--- Material shown Enclosed Below ---

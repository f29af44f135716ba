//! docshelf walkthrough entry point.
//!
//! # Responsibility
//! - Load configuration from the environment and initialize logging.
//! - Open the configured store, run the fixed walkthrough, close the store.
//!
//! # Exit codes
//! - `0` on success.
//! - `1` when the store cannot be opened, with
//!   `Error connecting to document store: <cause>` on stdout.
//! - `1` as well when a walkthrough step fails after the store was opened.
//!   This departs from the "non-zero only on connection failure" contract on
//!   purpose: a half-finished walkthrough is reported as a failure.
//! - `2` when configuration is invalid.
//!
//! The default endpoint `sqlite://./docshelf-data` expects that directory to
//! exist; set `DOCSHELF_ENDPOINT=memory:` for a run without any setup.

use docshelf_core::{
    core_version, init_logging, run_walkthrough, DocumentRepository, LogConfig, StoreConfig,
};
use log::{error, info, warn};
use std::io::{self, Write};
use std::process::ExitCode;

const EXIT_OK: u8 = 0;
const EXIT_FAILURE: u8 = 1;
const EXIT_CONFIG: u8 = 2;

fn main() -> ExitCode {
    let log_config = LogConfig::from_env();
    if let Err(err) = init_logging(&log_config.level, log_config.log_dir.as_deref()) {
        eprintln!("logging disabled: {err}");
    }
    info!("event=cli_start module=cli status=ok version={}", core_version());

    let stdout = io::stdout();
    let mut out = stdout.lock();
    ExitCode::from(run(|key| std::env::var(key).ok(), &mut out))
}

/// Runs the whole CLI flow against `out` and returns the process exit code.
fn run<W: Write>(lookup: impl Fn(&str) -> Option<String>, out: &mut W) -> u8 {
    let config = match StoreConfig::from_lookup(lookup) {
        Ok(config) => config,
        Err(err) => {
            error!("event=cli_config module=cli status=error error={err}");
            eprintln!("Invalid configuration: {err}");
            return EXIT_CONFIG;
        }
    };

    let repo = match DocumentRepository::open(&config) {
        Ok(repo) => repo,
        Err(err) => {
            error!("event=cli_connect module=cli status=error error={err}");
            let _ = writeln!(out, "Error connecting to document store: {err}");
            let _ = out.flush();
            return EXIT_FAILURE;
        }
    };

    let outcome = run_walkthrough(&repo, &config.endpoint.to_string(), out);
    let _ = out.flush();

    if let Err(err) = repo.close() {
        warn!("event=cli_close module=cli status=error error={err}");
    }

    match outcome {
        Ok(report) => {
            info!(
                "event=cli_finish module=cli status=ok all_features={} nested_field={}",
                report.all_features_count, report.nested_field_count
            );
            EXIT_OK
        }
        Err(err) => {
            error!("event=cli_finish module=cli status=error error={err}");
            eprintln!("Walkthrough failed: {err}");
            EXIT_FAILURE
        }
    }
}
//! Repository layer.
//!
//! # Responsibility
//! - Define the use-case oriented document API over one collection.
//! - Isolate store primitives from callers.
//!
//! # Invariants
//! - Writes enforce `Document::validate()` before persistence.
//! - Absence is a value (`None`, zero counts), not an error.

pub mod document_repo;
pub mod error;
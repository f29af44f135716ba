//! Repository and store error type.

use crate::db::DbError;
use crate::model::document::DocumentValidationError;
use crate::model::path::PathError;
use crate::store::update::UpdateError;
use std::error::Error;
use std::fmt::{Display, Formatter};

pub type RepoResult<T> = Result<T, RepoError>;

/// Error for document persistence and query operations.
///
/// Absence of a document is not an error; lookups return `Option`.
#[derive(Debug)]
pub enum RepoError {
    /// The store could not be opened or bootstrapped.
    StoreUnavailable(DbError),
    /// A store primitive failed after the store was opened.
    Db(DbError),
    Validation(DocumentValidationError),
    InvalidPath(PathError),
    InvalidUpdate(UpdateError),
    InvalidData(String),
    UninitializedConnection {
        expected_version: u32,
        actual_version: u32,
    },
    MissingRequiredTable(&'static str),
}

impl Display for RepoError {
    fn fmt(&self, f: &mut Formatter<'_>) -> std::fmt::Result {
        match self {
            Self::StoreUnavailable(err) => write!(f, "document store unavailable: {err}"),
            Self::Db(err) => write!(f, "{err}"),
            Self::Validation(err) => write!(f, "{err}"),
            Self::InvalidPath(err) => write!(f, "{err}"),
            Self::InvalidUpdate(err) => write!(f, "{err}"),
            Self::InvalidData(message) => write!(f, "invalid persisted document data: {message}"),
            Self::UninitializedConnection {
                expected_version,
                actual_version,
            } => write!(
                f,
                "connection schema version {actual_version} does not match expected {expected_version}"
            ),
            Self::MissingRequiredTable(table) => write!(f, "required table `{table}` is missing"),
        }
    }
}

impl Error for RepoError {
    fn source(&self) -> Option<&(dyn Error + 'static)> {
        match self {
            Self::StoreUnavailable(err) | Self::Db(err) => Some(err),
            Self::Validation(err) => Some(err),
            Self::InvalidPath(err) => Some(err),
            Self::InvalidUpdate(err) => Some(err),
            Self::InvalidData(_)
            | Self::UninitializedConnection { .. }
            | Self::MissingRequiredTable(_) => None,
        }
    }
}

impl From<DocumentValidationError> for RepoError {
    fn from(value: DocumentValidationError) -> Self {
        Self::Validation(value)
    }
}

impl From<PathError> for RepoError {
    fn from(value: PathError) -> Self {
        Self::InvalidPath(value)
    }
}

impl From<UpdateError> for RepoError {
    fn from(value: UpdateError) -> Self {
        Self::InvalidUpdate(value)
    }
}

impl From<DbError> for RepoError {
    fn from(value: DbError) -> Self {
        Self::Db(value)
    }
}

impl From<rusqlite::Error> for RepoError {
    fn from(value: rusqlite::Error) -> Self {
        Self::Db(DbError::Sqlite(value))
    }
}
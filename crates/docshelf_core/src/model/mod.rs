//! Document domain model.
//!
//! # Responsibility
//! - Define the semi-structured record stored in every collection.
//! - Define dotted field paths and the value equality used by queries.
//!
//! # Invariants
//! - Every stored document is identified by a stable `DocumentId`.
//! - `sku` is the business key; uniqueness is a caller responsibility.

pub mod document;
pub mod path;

--- End of Enclosed Material shown ---

**What the task asks:**
Each entry must be retyped exactly as it was written above.

**Task response:**
repository f29af44f135716ba
//! docshelf walkthrough entry point.
//!
//! # Responsibility
//! - Load configuration from the environment and initialize logging.
//! - Open the configured store, run the fixed walkthrough, close the store.
//!
//! # Exit codes
//! - `0` on success.
//! - `1` when the store cannot be opened, with
//!   `Error connecting to document store: <cause>` on stdout.
//! - `1` as well when a walkthrough step fails after the store was opened.
//!   This departs from the "non-zero only on connection failure" contract on
//!   purpose: a half-finished walkthrough is reported as a failure.
//! - `2` when configuration is invalid.
//!
//! The default endpoint `sqlite://./docshelf-data` expects that directory to
//! exist; set `DOCSHELF_ENDPOINT=memory:` for a run without any setup.

use docshelf_core::{
    core_version, init_logging, run_walkthrough, DocumentRepository, LogConfig, StoreConfig,
};
use log::{error, info, warn};
use std::io::{self, Write};
use std::process::ExitCode;

const EXIT_OK: u8 = 0;
const EXIT_FAILURE: u8 = 1;
const EXIT_CONFIG: u8 = 2;

fn main() -> ExitCode {
    let log_config = LogConfig::from_env();
    if let Err(err) = init_logging(&log_config.level, log_config.log_dir.as_deref()) {
        eprintln!("logging disabled: {err}");
    }
    info!("event=cli_start module=cli status=ok version={}", core_version());

    let stdout = io::stdout();
    let mut out = stdout.lock();
    ExitCode::from(run(|key| std::env::var(key).ok(), &mut out))
}

/// Runs the whole CLI flow against `out` and returns the process exit code.
fn run<W: Write>(lookup: impl Fn(&str) -> Option<String>, out: &mut W) -> u8 {
    let config = match StoreConfig::from_lookup(lookup) {
        Ok(config) => config,
        Err(err) => {
            error!("event=cli_config module=cli status=error error={err}");
            eprintln!("Invalid configuration: {err}");
            return EXIT_CONFIG;
        }
    };

    let repo = match DocumentRepository::open(&config) {
        Ok(repo) => repo,
        Err(err) => {
            error!("event=cli_connect module=cli status=error error={err}");
            let _ = writeln!(out, "Error connecting to document store: {err}");
            let _ = out.flush();
            return EXIT_FAILURE;
        }
    };

    let outcome = run_walkthrough(&repo, &config.endpoint.to_string(), out);
    let _ = out.flush();

    if let Err(err) = repo.close() {
        warn!("event=cli_close module=cli status=error error={err}");
    }

    match outcome {
        Ok(report) => {
            info!(
                "event=cli_finish module=cli status=ok all_features={} nested_field={}",
                report.all_features_count, report.nested_field_count
            );
            EXIT_OK
        }
        Err(err) => {
            error!("event=cli_finish module=cli status=error error={err}");
            eprintln!("Walkthrough failed: {err}");
            EXIT_FAILURE
        }
    }
}
//! Repository layer.
//!
//! # Responsibility
//! - Define the use-case oriented document API over one collection.
//! - Isolate store primitives from callers.
//!
//! # Invariants
//! - Writes enforce `Document::validate()` before persistence.
//! - Absence is a value (`None`, zero counts), not an error.

pub mod document_repo;
pub mod error;
repository f29af44f135716ba
//! Repository and store error type.

use crate::db::DbError;
use crate::model::document::DocumentValidationError;
use crate::model::path::PathError;
use crate::store::update::UpdateError;
use std::error::Error;
use std::fmt::{Display, Formatter};

pub type RepoResult<T> = Result<T, RepoError>;

/// Error for document persistence and query operations.
///
/// Absence of a document is not an error; lookups return `Option`.
#[derive(Debug)]
pub enum RepoError {
    /// The store could not be opened or bootstrapped.
    StoreUnavailable(DbError),
    /// A store primitive failed after the store was opened.
    Db(DbError),
    Validation(DocumentValidationError),
    InvalidPath(PathError),
    InvalidUpdate(UpdateError),
    InvalidData(String),
    UninitializedConnection {
        expected_version: u32,
        actual_version: u32,
    },
    MissingRequiredTable(&'static str),
}

impl Display for RepoError {
    fn fmt(&self, f: &mut Formatter<'_>) -> std::fmt::Result {
        match self {
            Self::StoreUnavailable(err) => write!(f, "document store unavailable: {err}"),
            Self::Db(err) => write!(f, "{err}"),
            Self::Validation(err) => write!(f, "{err}"),
            Self::InvalidPath(err) => write!(f, "{err}"),
            Self::InvalidUpdate(err) => write!(f, "{err}"),
            Self::InvalidData(message) => write!(f, "invalid persisted document data: {message}"),
            Self::UninitializedConnection {
                expected_version,
                actual_version,
            } => write!(
                f,
                "connection schema version {actual_version} does not match expected {expected_version}"
            ),
            Self::MissingRequiredTable(table) => write!(f, "required table `{table}` is missing"),
        }
    }
}

impl Error for RepoError {
    fn source(&self) -> Option<&(dyn Error + 'static)> {
        match self {
            Self::StoreUnavailable(err) | Self::Db(err) => Some(err),
            Self::Validation(err) => Some(err),
            Self::InvalidPath(err) => Some(err),
            Self::InvalidUpdate(err) => Some(err),
            Self::InvalidData(_)
            | Self::UninitializedConnection { .. }
            | Self::MissingRequiredTable(_) => None,
        }
    }
}

impl From<DocumentValidationError> for RepoError {
    fn from(value: DocumentValidationError) -> Self {
        Self::Validation(value)
    }
}

impl From<PathError> for RepoError {
    fn from(value: PathError) -> Self {
        Self::InvalidPath(value)
    }
}

impl From<UpdateError> for RepoError {
    fn from(value: UpdateError) -> Self {
        Self::InvalidUpdate(value)
    }
}

impl From<DbError> for RepoError {
    fn from(value: DbError) -> Self {
        Self::Db(value)
    }
}

impl From<rusqlite::Error> for RepoError {
    fn from(value: rusqlite::Error) -> Self {
        Self::Db(DbError::Sqlite(value))
    }
}
filename crates/docshelf_core/src/model/mod.rs
//! Document domain model.
//!
//! # Responsibility
//! - Define the semi-structured record stored in every collection.
//! - Define dotted field paths and the value equality used by queries.
//!
//! # Invariants
//! - Every stored document is identified by a stable `DocumentId`.
//! - `sku` is the business key; uniqueness is a caller responsibility.

pub mod document;
pub mod path;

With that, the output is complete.